In total, £314,588 went from Logical’s bank account. No company books and records were delivered up to the liquidator or to the Insolvency Service to provide an explanation for the transfers and payments.
At the date of liquidation, Logical Security UK Ltd had liabilities of at least £170,680, but only £10,500 in cash at the bank. No vehicle assets have been disclosed to or recovered by the liquidator.
Commenting on the disqualification, Sue Macleod, Chief Investigator at the Insolvency Service, said:
Company directors should note from this enforcement result that any failure to maintain or deliver up accounting records is likely to lead to serious censure.
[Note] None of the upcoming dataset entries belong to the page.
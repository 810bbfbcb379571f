//! Public entry points for obtaining member names.

use core::any;

use crate::errors::{self, NameError};
use crate::probe::SignatureProbe;
use crate::registry;
use crate::table::NameTable;

/// An enum whose members' names are available as a memoized [`NameTable`].
///
/// `#[derive(EnumNames)]` overrides both table methods with a table baked at build time. A hand-written
/// `impl EnumNames for T {}` keeps the defaults, which build the table from [`SignatureProbe`] once and
/// cache it in [`crate::registry`].
pub trait EnumNames: SignatureProbe {
    /// The table, or why it could not be built.
    fn try_name_table() -> Result<NameTable, NameError> {
        registry::get_or_build::<Self>()
    }

    /// The table. Panics only if a hand-written probe is malformed.
    fn name_table() -> NameTable {
        Self::try_name_table().unwrap_or_else(|err| errors::raise(err))
    }

    /// Name of this member, or `None` for the sentinel.
    fn name(self) -> Option<&'static str> {
        Self::name_table().get(self.index())
    }

    /// Member spelled exactly `name`.
    fn from_name(name: &str) -> Result<Self, NameError> {
        Self::name_table()
            .position(name)
            .and_then(Self::from_index)
            .ok_or_else(|| NameError::UnknownName {
                type_name: any::type_name::<Self>(),
                name: name.to_string(),
            })
    }
}

/// Names of `T`'s members in index order.
///
/// Repeated calls return the same storage.
///
/// ## Examples
/// ```rust
/// use enum_names::{EnumNames, make_enum_string};
///
/// #[derive(Clone, Copy, EnumNames)]
/// enum Fruit { Apple, Banana, EnumSize }
///
/// let names = make_enum_string::<Fruit>();
/// assert_eq!(names, ["Apple", "Banana"]);
/// assert!(names.ptr_eq(&make_enum_string::<Fruit>()));
/// ```
pub fn make_enum_string<T: EnumNames>() -> NameTable {
    T::name_table()
}

/// Fallible form of [`make_enum_string`] for enums probed at runtime.
pub fn try_make_enum_string<T: EnumNames>() -> Result<NameTable, NameError> {
    T::try_name_table()
}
In this particular case, Mr Southwood was requested to explain the nature and purpose of a number of transactions or deliver up accounting records that were capable of explaining this, Mr Southwood failed to do this.
This disqualification is a reminder to others tempted to do the same, that the Insolvency Service will rigorously pursue enforcement action and seek to remove from them the privilege of trading with limited liability to protect the public for a lengthy period.
Notes to editors
Mr Southwood’s date of birth is 6 December 1971 and he resides in Bishop Auckland.
Logical Security UK Limited (CRO No. 07846549) was incorporated on 14 November 2011 and provided private security.
Mr Southwood was a director from 29 April 2013 to 11 March 2014.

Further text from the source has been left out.